Records from a data collection:
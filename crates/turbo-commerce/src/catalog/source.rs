//! Catalog access.

use std::path::Path;

use crate::catalog::ProductDescriptor;
use crate::error::CommerceError;
use crate::ids::ProductId;

/// Read-only source of product descriptors.
///
/// The cart only copies the fields it displays at add-time and never goes
/// back to the catalog to refresh them.
pub trait ProductCatalog {
    /// List every product.
    fn fetch_all(&self) -> Result<Vec<ProductDescriptor>, CommerceError>;

    /// Look up one product.
    fn fetch_by_id(&self, id: &ProductId) -> Result<ProductDescriptor, CommerceError> {
        self.fetch_all()?
            .into_iter()
            .find(|p| &p.id == id)
            .ok_or_else(|| CommerceError::ProductNotFound(id.clone()))
    }
}

/// Catalog held in memory, typically loaded from a JSON product feed.
#[derive(Debug, Clone, Default)]
pub struct StaticCatalog {
    products: Vec<ProductDescriptor>,
}

impl StaticCatalog {
    /// Create a catalog from descriptors.
    pub fn new(products: Vec<ProductDescriptor>) -> Self {
        Self { products }
    }

    /// Parse a JSON array of products.
    pub fn from_json(json: &str) -> Result<Self, CommerceError> {
        Ok(Self::new(serde_json::from_str(json)?))
    }

    /// Load a JSON array of products from a file.
    pub fn load(path: impl AsRef<Path>) -> Result<Self, CommerceError> {
        let path = path.as_ref();
        let json = std::fs::read_to_string(path).map_err(|e| {
            CommerceError::SerializationError(format!("{}: {}", path.display(), e))
        })?;
        Self::from_json(&json)
    }

    /// Number of products.
    pub fn len(&self) -> usize {
        self.products.len()
    }

    /// Check if the catalog has no products.
    pub fn is_empty(&self) -> bool {
        self.products.is_empty()
    }
}

impl ProductCatalog for StaticCatalog {
    fn fetch_all(&self) -> Result<Vec<ProductDescriptor>, CommerceError> {
        Ok(self.products.clone())
    }

    fn fetch_by_id(&self, id: &ProductId) -> Result<ProductDescriptor, CommerceError> {
        self.products
            .iter()
            .find(|p| &p.id == id)
            .cloned()
            .ok_or_else(|| CommerceError::ProductNotFound(id.clone()))
    }
}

What is expected: Find "StaticCatalog" in the data above. Report each line where it appears.

Completed exercise:
pub struct StaticCatalog {
impl StaticCatalog {
impl ProductCatalog for StaticCatalog {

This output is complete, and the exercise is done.